### Exercise
Would you please copy every line below that includes the string "derive"?

### Provided entries
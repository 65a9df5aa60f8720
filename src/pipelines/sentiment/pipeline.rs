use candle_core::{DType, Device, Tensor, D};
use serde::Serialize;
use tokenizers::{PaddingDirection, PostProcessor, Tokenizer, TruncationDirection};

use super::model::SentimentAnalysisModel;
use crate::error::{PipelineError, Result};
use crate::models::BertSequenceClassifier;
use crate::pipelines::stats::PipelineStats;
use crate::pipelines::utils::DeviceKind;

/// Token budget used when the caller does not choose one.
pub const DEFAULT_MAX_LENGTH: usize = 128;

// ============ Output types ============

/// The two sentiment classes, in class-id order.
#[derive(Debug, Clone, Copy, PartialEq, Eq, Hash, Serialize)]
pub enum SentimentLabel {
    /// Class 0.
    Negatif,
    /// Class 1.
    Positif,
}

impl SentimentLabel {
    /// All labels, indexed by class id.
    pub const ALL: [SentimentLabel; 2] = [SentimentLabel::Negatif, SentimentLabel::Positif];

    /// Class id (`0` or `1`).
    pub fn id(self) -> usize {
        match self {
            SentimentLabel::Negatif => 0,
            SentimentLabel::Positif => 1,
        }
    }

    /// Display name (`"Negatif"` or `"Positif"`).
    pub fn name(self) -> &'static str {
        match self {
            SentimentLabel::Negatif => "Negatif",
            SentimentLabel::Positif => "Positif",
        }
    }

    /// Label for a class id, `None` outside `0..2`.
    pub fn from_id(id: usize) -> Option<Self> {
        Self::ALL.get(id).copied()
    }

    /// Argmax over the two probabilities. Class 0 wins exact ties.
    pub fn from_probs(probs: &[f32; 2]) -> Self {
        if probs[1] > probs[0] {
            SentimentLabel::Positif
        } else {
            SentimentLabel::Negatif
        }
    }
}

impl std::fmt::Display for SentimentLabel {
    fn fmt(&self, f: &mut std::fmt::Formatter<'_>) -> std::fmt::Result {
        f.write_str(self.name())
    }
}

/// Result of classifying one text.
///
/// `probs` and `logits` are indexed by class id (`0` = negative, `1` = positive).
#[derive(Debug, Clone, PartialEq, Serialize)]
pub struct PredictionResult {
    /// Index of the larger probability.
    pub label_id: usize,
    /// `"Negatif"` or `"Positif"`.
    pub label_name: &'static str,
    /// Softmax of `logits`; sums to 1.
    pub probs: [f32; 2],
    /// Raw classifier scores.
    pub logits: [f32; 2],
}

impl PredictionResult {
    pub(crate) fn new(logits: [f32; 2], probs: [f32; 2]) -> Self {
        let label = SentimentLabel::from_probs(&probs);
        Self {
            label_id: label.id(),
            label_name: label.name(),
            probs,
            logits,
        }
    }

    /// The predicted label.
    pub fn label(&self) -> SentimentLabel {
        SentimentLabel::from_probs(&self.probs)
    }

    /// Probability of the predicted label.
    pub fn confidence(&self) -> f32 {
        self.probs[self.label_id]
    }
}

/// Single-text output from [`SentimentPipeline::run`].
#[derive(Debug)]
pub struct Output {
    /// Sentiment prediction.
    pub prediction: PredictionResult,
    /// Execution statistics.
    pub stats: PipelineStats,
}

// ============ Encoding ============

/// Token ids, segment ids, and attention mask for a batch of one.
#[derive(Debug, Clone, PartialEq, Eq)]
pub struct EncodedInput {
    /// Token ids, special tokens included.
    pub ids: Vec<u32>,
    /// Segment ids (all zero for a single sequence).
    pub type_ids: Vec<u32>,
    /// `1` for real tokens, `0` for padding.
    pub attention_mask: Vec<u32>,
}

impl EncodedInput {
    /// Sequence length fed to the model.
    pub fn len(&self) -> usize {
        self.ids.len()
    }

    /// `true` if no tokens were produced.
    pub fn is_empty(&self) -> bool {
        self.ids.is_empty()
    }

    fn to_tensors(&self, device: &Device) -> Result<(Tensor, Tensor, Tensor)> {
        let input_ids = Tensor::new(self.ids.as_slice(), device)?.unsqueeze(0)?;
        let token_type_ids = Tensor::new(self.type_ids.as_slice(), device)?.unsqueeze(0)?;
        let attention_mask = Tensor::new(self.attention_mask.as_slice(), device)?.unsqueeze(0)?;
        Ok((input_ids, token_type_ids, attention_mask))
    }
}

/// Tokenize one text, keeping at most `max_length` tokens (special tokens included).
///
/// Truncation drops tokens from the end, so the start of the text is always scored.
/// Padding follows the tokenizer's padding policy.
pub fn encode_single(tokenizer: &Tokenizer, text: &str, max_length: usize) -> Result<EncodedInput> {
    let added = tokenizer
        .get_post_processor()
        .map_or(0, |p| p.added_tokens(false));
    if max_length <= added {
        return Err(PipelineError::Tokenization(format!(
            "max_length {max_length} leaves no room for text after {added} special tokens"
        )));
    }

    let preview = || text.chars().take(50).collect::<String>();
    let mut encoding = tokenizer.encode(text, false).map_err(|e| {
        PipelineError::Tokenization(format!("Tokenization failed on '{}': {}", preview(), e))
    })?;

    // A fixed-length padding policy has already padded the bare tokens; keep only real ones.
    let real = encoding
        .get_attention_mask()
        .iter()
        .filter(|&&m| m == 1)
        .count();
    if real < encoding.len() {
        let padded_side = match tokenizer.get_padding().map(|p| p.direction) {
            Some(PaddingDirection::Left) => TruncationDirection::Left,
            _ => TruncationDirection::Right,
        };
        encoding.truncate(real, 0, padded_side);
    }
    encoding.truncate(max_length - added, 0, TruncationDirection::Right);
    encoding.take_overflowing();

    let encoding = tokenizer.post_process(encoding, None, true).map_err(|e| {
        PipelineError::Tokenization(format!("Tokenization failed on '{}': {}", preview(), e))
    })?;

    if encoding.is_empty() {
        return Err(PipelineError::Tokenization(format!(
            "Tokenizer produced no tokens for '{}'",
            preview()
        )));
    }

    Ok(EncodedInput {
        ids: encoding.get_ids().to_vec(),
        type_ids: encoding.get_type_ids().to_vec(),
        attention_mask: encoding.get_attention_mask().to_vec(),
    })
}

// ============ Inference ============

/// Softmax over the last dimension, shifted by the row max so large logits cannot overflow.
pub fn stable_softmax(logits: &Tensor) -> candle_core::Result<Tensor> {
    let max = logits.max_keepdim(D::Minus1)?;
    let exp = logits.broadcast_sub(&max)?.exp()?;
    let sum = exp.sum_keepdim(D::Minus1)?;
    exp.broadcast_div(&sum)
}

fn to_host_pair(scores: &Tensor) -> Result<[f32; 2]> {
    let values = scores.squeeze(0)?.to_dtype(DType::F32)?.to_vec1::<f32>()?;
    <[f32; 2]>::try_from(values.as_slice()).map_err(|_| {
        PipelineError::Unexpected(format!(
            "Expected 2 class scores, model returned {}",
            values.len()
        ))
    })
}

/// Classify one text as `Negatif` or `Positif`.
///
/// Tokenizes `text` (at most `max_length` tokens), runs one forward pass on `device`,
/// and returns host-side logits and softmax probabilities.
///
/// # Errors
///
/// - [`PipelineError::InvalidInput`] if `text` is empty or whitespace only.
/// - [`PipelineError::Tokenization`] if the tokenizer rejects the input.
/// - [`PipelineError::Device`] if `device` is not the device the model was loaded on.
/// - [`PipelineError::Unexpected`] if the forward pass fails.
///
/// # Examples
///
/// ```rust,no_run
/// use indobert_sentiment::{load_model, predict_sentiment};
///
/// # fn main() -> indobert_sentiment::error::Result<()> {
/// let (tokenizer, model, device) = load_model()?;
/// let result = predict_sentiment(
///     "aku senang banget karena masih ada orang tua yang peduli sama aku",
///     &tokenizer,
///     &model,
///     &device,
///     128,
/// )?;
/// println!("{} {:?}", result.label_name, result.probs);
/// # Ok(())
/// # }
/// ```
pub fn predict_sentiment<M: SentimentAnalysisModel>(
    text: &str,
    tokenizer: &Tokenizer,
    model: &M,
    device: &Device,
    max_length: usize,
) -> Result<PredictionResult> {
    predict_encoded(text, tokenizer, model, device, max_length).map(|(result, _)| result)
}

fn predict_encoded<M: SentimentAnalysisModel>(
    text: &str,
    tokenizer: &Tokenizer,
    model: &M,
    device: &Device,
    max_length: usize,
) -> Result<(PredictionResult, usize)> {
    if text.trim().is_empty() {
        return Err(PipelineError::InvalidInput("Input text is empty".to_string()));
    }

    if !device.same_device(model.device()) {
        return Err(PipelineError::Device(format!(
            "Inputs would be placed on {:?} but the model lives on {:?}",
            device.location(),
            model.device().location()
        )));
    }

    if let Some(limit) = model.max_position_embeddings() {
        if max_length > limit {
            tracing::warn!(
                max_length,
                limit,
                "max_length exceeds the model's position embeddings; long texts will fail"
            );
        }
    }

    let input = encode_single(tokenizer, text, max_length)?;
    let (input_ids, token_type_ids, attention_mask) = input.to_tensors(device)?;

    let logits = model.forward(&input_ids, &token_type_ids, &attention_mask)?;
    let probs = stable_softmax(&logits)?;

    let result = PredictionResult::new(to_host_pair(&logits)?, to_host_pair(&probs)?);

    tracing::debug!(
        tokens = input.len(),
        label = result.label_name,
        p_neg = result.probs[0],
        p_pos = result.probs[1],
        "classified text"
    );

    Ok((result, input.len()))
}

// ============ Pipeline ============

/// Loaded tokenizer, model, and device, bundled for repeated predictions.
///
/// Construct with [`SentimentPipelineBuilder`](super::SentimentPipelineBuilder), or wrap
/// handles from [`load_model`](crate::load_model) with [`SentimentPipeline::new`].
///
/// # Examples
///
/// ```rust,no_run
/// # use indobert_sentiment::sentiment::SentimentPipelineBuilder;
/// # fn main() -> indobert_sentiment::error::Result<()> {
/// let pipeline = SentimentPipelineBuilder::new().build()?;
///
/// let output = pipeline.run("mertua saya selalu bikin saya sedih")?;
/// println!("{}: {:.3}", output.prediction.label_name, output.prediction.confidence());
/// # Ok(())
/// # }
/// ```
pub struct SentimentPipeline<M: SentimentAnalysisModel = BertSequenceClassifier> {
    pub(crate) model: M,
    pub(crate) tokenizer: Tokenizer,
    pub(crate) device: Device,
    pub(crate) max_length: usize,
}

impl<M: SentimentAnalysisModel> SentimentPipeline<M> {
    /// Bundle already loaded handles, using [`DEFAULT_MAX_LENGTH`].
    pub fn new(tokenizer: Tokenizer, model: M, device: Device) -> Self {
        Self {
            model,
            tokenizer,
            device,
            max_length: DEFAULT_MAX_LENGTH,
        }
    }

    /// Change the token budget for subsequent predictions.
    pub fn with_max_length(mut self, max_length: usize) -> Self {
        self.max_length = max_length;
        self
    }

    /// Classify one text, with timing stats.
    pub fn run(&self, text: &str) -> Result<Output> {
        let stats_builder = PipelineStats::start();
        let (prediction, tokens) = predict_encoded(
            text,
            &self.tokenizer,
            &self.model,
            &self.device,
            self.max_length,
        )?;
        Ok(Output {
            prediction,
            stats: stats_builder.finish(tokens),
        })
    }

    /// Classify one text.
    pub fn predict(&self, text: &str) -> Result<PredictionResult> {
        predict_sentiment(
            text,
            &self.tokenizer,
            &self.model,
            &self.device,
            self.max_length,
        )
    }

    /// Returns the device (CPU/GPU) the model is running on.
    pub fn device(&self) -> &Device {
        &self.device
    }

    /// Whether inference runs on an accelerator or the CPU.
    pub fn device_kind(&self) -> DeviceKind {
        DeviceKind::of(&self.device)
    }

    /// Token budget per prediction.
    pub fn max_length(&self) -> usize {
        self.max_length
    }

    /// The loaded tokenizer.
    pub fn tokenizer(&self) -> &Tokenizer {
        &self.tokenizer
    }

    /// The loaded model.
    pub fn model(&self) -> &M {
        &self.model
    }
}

==

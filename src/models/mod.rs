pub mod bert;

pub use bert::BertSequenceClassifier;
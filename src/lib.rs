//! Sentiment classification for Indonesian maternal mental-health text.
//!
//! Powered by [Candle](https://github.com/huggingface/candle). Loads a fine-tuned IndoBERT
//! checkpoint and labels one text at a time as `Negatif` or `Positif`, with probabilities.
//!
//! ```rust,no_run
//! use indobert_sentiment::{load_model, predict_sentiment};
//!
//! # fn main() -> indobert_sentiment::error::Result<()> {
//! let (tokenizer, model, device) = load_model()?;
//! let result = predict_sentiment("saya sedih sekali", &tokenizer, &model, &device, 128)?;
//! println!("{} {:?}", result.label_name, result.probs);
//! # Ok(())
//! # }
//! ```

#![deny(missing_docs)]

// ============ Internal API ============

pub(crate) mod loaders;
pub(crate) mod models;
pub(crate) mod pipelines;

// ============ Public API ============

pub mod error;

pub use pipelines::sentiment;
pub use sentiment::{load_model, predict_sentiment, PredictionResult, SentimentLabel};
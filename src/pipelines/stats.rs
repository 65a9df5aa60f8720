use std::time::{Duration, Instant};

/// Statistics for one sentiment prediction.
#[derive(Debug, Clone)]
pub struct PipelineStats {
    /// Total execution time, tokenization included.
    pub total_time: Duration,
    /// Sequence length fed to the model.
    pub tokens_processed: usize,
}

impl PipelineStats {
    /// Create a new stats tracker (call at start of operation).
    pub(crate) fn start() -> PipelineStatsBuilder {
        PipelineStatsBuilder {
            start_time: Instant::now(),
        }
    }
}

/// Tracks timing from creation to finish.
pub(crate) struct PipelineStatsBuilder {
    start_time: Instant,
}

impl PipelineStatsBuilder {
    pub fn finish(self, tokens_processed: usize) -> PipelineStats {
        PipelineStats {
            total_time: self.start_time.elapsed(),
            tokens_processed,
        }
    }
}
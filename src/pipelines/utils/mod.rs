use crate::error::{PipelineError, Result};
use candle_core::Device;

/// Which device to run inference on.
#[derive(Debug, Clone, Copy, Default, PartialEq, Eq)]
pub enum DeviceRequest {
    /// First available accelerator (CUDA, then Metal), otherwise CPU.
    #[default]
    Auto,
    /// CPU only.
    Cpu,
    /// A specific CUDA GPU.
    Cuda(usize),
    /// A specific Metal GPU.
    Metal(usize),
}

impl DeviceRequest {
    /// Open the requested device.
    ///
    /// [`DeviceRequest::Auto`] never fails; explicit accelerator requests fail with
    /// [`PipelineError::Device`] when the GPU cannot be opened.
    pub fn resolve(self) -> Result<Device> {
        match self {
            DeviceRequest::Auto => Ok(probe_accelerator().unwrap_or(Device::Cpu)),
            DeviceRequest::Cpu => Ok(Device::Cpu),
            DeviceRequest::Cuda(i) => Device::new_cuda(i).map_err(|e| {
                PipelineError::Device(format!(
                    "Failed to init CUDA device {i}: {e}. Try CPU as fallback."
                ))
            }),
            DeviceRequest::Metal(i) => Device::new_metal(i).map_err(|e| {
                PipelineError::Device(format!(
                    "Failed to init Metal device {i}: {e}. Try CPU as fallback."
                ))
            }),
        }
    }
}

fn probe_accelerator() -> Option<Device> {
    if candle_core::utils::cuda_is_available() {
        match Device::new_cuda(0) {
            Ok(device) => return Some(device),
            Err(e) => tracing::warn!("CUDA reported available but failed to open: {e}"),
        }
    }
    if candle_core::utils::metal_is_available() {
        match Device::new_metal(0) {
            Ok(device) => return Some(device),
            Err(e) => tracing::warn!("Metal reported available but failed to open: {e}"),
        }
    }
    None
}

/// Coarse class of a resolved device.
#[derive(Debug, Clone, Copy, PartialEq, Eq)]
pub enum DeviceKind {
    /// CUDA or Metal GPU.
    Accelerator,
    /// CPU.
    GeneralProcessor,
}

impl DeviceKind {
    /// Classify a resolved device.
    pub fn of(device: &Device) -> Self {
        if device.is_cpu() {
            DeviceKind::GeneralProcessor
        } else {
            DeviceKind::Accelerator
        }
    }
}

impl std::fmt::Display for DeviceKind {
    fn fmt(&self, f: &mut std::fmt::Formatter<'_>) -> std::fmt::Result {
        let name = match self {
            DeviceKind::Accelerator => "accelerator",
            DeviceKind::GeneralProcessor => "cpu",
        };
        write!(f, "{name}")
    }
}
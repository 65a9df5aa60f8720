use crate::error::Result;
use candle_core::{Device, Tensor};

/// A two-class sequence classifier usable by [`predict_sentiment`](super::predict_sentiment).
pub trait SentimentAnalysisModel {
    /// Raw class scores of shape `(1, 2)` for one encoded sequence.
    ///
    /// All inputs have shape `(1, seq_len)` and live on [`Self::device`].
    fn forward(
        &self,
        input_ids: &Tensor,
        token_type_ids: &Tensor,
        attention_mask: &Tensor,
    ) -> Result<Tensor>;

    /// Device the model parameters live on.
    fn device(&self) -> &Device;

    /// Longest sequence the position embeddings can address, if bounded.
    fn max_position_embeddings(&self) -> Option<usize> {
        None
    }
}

---

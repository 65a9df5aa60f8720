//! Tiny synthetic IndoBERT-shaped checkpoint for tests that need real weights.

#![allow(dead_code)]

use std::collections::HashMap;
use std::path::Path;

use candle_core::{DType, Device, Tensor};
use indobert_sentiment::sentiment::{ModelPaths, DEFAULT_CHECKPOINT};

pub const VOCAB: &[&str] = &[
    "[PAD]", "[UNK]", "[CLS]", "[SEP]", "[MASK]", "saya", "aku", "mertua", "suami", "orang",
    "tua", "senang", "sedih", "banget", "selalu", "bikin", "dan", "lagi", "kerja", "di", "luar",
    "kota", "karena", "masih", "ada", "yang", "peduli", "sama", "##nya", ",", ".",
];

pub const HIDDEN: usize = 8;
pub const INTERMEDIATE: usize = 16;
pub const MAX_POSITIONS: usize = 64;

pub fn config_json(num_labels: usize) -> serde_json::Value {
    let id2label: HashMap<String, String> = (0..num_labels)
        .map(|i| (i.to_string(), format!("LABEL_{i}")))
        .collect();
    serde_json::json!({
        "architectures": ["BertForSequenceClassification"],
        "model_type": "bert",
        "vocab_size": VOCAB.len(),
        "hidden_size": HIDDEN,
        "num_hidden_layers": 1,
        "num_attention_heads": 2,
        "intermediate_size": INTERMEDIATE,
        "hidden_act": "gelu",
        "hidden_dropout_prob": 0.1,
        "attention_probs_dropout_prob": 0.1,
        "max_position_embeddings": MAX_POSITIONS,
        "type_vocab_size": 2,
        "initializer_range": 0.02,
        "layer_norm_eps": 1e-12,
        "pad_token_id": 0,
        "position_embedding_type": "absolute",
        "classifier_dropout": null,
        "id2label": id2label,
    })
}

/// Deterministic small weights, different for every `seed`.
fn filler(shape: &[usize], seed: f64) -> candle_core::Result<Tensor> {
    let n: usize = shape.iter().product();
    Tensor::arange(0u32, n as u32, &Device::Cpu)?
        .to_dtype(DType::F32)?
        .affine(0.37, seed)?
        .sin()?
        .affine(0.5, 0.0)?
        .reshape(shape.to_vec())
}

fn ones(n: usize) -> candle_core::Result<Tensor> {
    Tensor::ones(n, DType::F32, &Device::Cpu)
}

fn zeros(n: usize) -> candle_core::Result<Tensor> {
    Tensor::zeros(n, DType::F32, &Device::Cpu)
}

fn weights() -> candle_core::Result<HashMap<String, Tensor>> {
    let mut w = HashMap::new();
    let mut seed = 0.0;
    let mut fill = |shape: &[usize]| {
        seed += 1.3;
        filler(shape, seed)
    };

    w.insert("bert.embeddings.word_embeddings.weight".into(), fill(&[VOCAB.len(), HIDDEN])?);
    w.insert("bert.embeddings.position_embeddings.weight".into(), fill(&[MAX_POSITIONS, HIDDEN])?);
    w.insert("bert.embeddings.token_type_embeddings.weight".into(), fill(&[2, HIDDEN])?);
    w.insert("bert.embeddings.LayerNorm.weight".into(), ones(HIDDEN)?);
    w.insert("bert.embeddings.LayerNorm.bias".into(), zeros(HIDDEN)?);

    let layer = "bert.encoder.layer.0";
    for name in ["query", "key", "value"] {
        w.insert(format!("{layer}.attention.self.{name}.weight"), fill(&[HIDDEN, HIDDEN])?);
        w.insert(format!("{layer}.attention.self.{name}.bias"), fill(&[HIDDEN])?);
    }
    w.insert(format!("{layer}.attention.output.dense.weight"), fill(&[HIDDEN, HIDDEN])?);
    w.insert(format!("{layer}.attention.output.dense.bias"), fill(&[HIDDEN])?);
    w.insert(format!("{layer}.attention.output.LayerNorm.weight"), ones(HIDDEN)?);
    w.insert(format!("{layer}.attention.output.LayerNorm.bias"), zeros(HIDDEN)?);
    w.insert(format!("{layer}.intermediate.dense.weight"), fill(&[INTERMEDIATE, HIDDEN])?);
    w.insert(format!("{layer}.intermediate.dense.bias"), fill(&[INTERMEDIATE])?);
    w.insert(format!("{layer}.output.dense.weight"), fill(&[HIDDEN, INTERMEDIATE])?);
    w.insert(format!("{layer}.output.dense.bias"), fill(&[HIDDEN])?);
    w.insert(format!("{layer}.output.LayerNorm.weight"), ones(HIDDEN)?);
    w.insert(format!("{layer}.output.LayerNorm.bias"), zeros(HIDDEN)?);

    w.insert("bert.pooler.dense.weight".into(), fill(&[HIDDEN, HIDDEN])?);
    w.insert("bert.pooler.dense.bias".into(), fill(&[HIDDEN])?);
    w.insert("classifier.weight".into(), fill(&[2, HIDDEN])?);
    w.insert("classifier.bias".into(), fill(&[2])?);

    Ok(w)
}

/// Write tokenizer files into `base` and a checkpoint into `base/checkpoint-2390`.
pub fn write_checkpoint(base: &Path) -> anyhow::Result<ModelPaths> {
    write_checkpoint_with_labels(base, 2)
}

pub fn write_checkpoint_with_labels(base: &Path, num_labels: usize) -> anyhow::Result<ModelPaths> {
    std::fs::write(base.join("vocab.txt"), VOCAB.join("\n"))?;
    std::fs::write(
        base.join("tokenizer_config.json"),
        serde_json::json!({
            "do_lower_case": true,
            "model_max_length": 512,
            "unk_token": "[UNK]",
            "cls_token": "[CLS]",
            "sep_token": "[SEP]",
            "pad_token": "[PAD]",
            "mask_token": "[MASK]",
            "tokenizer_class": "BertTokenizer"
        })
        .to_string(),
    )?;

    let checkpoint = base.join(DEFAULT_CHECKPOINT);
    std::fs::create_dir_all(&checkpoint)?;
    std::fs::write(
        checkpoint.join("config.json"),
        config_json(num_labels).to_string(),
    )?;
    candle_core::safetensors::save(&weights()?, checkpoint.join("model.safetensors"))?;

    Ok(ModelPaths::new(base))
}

### Output of the exercise
#[derive(Debug, Clone, Copy, PartialEq, Eq, Hash, Serialize)]
#[derive(Debug, Clone, PartialEq, Serialize)]
#[derive(Debug)]
#[derive(Debug, Clone, PartialEq, Eq)]
#[derive(Debug, Clone)]
#[derive(Debug, Clone, Copy, Default, PartialEq, Eq)]
#[derive(Debug, Clone, Copy, PartialEq, Eq)]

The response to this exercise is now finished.